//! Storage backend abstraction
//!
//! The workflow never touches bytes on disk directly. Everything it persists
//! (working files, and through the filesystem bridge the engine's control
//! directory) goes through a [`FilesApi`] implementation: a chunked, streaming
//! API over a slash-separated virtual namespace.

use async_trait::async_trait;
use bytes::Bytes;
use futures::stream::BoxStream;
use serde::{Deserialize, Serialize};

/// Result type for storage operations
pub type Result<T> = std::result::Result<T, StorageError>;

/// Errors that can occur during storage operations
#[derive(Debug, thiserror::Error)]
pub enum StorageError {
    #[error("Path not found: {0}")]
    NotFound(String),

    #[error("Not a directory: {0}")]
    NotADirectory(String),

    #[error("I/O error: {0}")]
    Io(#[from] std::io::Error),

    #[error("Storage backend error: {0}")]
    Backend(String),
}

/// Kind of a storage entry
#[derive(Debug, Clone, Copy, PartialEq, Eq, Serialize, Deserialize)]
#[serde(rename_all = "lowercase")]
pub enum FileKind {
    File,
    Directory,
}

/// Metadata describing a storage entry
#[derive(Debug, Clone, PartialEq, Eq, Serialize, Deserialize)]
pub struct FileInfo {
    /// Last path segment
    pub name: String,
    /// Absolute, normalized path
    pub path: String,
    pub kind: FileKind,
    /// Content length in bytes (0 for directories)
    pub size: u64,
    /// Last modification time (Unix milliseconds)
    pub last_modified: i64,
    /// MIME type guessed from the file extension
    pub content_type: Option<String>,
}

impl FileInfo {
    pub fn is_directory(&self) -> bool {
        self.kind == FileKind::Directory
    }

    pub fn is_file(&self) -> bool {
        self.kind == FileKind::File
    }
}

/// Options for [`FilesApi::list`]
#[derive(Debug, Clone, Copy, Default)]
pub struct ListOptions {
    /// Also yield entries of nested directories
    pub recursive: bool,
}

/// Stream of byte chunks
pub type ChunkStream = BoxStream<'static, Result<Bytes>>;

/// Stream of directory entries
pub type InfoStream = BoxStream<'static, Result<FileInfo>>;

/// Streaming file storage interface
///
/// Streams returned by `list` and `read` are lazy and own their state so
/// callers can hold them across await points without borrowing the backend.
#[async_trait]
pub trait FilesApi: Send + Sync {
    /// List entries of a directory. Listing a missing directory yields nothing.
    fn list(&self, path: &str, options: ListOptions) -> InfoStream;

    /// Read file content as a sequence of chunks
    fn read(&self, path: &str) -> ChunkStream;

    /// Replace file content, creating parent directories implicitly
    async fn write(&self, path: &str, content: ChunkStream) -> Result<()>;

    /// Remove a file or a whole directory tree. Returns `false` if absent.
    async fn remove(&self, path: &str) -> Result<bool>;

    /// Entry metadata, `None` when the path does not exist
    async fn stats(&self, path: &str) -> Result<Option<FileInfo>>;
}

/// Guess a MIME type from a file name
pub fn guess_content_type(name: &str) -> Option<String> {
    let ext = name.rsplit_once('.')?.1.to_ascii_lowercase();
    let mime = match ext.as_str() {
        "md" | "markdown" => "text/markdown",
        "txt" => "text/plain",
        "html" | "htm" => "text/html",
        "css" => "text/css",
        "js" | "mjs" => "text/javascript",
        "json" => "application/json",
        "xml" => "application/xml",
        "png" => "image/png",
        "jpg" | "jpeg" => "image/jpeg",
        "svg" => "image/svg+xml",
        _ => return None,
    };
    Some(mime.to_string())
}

Work to complete: In the entries above, find the line with "let ext = name.rsplit_once('.')?.1.to_ascii_lowercase();", then retype it and every line after it exactly.

Task solution:
    let ext = name.rsplit_once('.')?.1.to_ascii_lowercase();
    let mime = match ext.as_str() {
        "md" | "markdown" => "text/markdown",
        "txt" => "text/plain",
        "html" | "htm" => "text/html",
        "css" => "text/css",
        "js" | "mjs" => "text/javascript",
        "json" => "application/json",
        "xml" => "application/xml",
        "png" => "image/png",
        "jpg" | "jpeg" => "image/jpeg",
        "svg" => "image/svg+xml",
        _ => return None,
    };
    Some(mime.to_string())
}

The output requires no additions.